Music Heroes: Danny Elfman

I think a good part of being Indie is finding your love of music in odd places. Danny Elfman has always been one of my heroes. His music is what drove me from the mainstream to find more enrapturing music…and funny thing is, I’m not talking about his Oingo Boing stuff. Nope. It was Beetlejuice.

Why talk about this now? Well, there’s a new interview on Hollywood Reporter (forwarded to me from my partner in Oingo-Boingo-ness…we’ll call him Mr. B Natural to protect the innocent) featuring Danny Elfman and other composers:

Funny thing is, Danny Elfman had a similar encounter with music as I did…same age, some odd movie, and then a life of loving intriguing but different music.
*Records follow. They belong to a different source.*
use crate::raster::{IndexedImage, PixelBuffer};

use super::SpriteView;

/// Opaque sprite handle. Ids are never reused, so two equal ids always
/// refer to the same sprite.
#[derive(Debug, Clone, Copy, PartialEq, Eq, Hash, PartialOrd, Ord)]
pub struct SpriteId(pub u64);

#[derive(Debug, Default)]
pub struct SpriteIdAllocator {
    next: u64,
}

impl SpriteIdAllocator {
    pub fn allocate(&mut self) -> SpriteId {
        let id = SpriteId(self.next);
        self.next = self.next.saturating_add(1);
        id
    }
}

/// World-space sprite. `x`/`y` is the sprite centre in world pixels.
#[derive(Debug, Clone)]
pub struct Sprite {
    id: SpriteId,
    pub x: i32,
    pub y: i32,
    image: IndexedImage,
    destroyed: bool,
}

impl Sprite {
    pub fn id(&self) -> SpriteId {
        self.id
    }

    pub fn set_image(&mut self, image: IndexedImage) {
        self.image = image;
    }
}

impl SpriteView for Sprite {
    fn world_position(&self) -> (i32, i32) {
        (self.x, self.y)
    }

    fn width(&self) -> u32 {
        self.image.width()
    }

    fn height(&self) -> u32 {
        self.image.height()
    }

    fn image(&self) -> &IndexedImage {
        &self.image
    }

    fn is_destroyed(&self) -> bool {
        self.destroyed
    }
}

/// Sprite storage with deferred spawn and despawn.
///
/// Spawns become visible and despawned sprites are dropped at the next
/// [`apply_pending`](Self::apply_pending). Between a despawn and that call
/// the sprite is still reachable but reports itself destroyed.
#[derive(Debug, Default)]
pub struct SpriteStore {
    allocator: SpriteIdAllocator,
    sprites: Vec<Sprite>,
    pending_spawns: Vec<Sprite>,
    pending_despawns: Vec<SpriteId>,
}

impl SpriteStore {
    pub fn spawn(&mut self, x: i32, y: i32, image: IndexedImage) -> SpriteId {
        let id = self.allocator.allocate();
        self.pending_spawns.push(Sprite {
            id,
            x,
            y,
            image,
            destroyed: false,
        });
        id
    }

    pub fn despawn(&mut self, id: SpriteId) -> bool {
        if let Some(sprite) = self.sprites.iter_mut().find(|sprite| sprite.id == id) {
            sprite.destroyed = true;
        } else if let Some(sprite) = self.pending_spawns.iter_mut().find(|sprite| sprite.id == id) {
            sprite.destroyed = true;
        } else {
            return false;
        }
        self.pending_despawns.push(id);
        true
    }

    pub fn apply_pending(&mut self) {
        if !self.pending_despawns.is_empty() {
            self.pending_despawns.sort_by_key(|id| id.0);
            self.pending_despawns.dedup();
            let pending = &self.pending_despawns;
            self.sprites
                .retain(|sprite| pending.binary_search_by_key(&sprite.id.0, |id| id.0).is_err());
            self.pending_spawns
                .retain(|sprite| pending.binary_search_by_key(&sprite.id.0, |id| id.0).is_err());
            self.pending_despawns.clear();
        }

        self.sprites.append(&mut self.pending_spawns);
    }

    pub fn clear(&mut self) {
        self.sprites.clear();
        self.pending_spawns.clear();
        self.pending_despawns.clear();
    }

    pub fn len(&self) -> usize {
        self.sprites.len()
    }

    pub fn is_empty(&self) -> bool {
        self.sprites.is_empty()
    }

    pub fn iter(&self) -> impl Iterator<Item = &Sprite> {
        self.sprites.iter()
    }

    pub fn get(&self, id: SpriteId) -> Option<&Sprite> {
        self.sprites.iter().find(|sprite| sprite.id == id)
    }

    pub fn get_mut(&mut self, id: SpriteId) -> Option<&mut Sprite> {
        self.sprites.iter_mut().find(|sprite| sprite.id == id)
    }
}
Elfman: “The Day the Earth Stood Still.” Bernard Herrmann…I must have been 12, and it was the first time that I became aware that there is a personality behind music. Until then, I just thought music rolled out of a machine. It was that movie that I noticed the music, and I noticed the name, and I realized that somebody did this. (After that) I started looking for Herrmann’s name every time I would go to the movies.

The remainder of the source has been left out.